INSTRUCTIONS FOR THE TASK
What you return must match the material exactly, with every line present.
———
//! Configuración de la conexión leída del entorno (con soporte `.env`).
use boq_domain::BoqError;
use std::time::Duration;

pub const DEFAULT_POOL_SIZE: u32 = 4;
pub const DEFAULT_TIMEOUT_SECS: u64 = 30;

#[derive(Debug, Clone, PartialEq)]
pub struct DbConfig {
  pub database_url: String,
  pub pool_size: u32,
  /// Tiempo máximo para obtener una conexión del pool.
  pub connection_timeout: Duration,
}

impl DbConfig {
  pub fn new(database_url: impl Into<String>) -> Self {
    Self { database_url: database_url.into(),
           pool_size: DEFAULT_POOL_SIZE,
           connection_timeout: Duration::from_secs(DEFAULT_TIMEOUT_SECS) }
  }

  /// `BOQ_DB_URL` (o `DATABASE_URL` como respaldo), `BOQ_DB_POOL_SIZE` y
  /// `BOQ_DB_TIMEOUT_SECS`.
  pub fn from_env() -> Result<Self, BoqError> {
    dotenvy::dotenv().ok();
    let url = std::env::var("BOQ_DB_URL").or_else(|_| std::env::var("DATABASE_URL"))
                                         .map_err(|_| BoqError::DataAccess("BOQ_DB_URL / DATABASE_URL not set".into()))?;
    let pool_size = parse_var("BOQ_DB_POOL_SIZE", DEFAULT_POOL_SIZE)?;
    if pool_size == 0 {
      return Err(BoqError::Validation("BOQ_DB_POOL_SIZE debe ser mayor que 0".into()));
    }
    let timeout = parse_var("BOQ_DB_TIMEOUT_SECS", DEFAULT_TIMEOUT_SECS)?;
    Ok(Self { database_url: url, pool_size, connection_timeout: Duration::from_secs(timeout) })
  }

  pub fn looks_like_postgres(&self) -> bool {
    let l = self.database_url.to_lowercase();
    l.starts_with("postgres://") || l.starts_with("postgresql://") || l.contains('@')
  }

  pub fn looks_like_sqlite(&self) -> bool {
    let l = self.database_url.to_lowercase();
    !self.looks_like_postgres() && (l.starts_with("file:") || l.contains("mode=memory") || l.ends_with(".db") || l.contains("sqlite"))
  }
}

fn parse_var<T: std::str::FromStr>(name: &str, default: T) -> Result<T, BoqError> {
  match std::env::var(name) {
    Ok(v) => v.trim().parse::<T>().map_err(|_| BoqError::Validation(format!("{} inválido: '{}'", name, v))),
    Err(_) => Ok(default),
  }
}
———
RESPONSE BELOW
//! Configuración de la conexión leída del entorno (con soporte `.env`).
use boq_domain::BoqError;
use std::time::Duration;

pub const DEFAULT_POOL_SIZE: u32 = 4;
pub const DEFAULT_TIMEOUT_SECS: u64 = 30;

#[derive(Debug, Clone, PartialEq)]
pub struct DbConfig {
  pub database_url: String,
  pub pool_size: u32,
  /// Tiempo máximo para obtener una conexión del pool.
  pub connection_timeout: Duration,
}

impl DbConfig {
  pub fn new(database_url: impl Into<String>) -> Self {
    Self { database_url: database_url.into(),
           pool_size: DEFAULT_POOL_SIZE,
           connection_timeout: Duration::from_secs(DEFAULT_TIMEOUT_SECS) }
  }

  /// `BOQ_DB_URL` (o `DATABASE_URL` como respaldo), `BOQ_DB_POOL_SIZE` y
  /// `BOQ_DB_TIMEOUT_SECS`.
  pub fn from_env() -> Result<Self, BoqError> {
    dotenvy::dotenv().ok();
    let url = std::env::var("BOQ_DB_URL").or_else(|_| std::env::var("DATABASE_URL"))
                                         .map_err(|_| BoqError::DataAccess("BOQ_DB_URL / DATABASE_URL not set".into()))?;
    let pool_size = parse_var("BOQ_DB_POOL_SIZE", DEFAULT_POOL_SIZE)?;
    if pool_size == 0 {
      return Err(BoqError::Validation("BOQ_DB_POOL_SIZE debe ser mayor que 0".into()));
    }
    let timeout = parse_var("BOQ_DB_TIMEOUT_SECS", DEFAULT_TIMEOUT_SECS)?;
    Ok(Self { database_url: url, pool_size, connection_timeout: Duration::from_secs(timeout) })
  }

  pub fn looks_like_postgres(&self) -> bool {
    let l = self.database_url.to_lowercase();
    l.starts_with("postgres://") || l.starts_with("postgresql://") || l.contains('@')
  }

  pub fn looks_like_sqlite(&self) -> bool {
    let l = self.database_url.to_lowercase();
    !self.looks_like_postgres() && (l.starts_with("file:") || l.contains("mode=memory") || l.ends_with(".db") || l.contains("sqlite"))
  }
}

fn parse_var<T: std::str::FromStr>(name: &str, default: T) -> Result<T, BoqError> {
  match std::env::var(name) {
    Ok(v) => v.trim().parse::<T>().map_err(|_| BoqError::Validation(format!("{} inválido: '{}'", name, v))),
    Err(_) => Ok(default),
  }
}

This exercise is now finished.